Data entries:

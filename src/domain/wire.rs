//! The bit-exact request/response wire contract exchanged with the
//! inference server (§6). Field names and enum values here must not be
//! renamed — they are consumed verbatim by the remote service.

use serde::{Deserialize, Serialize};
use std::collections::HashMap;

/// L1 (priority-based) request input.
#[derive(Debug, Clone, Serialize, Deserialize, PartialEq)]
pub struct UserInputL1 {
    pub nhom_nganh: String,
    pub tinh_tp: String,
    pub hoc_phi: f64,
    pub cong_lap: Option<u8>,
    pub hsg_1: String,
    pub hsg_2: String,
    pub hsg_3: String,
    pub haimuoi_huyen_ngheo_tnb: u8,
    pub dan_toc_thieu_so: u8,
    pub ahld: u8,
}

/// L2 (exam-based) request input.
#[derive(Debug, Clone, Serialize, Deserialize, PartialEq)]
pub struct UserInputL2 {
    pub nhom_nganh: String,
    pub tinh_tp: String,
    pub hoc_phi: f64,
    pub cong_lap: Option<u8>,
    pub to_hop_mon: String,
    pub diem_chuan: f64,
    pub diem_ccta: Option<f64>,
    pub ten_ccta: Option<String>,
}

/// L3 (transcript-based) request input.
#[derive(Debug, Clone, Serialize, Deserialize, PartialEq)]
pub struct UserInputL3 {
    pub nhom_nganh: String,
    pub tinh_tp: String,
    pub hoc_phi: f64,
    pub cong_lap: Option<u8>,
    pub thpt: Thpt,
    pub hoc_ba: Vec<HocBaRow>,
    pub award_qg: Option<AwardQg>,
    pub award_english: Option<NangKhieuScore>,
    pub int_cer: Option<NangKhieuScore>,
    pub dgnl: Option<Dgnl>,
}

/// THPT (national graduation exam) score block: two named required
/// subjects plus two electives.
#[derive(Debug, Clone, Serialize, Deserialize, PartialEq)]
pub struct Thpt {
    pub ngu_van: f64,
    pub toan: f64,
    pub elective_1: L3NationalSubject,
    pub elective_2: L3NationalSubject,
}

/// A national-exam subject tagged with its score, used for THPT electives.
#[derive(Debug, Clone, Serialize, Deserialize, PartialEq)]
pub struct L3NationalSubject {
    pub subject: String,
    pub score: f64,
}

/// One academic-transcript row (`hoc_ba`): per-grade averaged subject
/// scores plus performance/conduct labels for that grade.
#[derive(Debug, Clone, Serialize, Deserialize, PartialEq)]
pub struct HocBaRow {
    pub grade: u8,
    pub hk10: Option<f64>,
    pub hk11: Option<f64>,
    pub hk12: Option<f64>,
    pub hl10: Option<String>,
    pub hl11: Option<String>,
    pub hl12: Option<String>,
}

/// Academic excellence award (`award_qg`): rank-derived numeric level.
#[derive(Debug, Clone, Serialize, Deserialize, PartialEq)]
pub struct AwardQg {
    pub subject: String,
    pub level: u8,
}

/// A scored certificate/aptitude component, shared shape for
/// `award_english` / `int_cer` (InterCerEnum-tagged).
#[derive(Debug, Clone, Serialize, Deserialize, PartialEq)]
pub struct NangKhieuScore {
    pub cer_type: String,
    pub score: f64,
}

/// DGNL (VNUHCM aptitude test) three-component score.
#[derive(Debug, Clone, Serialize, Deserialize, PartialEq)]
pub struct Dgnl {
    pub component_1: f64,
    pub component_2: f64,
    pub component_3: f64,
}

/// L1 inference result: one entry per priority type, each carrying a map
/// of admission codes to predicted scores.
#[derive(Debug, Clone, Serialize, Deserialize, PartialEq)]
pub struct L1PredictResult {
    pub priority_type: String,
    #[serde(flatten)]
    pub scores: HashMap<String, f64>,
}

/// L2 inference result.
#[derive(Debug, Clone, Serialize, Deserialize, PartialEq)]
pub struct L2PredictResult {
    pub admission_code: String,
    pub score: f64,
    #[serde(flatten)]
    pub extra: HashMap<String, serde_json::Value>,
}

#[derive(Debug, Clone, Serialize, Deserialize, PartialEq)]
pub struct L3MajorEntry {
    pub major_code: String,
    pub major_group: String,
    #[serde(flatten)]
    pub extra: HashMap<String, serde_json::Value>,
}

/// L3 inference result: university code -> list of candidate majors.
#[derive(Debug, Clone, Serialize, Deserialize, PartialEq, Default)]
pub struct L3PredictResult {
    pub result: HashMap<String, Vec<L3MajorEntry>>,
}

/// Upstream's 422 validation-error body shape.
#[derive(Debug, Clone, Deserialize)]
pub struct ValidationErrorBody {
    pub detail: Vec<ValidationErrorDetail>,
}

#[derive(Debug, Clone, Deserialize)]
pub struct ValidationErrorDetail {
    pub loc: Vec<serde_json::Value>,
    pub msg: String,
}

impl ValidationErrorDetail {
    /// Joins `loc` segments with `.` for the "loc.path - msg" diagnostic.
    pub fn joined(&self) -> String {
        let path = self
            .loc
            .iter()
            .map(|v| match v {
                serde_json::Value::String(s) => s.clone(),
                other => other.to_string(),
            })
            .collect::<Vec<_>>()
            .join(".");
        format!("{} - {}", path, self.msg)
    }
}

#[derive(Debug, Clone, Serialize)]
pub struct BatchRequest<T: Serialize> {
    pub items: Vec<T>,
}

**Task objective:** Within the entries above, find each line where "inference" appears; copy every one.

**Written response:**
//! inference server (§6). Field names and enum values here must not be
/// L1 inference result: one entry per priority type, each carrying a map
/// L2 inference result.
/// L3 inference result: university code -> list of candidate majors.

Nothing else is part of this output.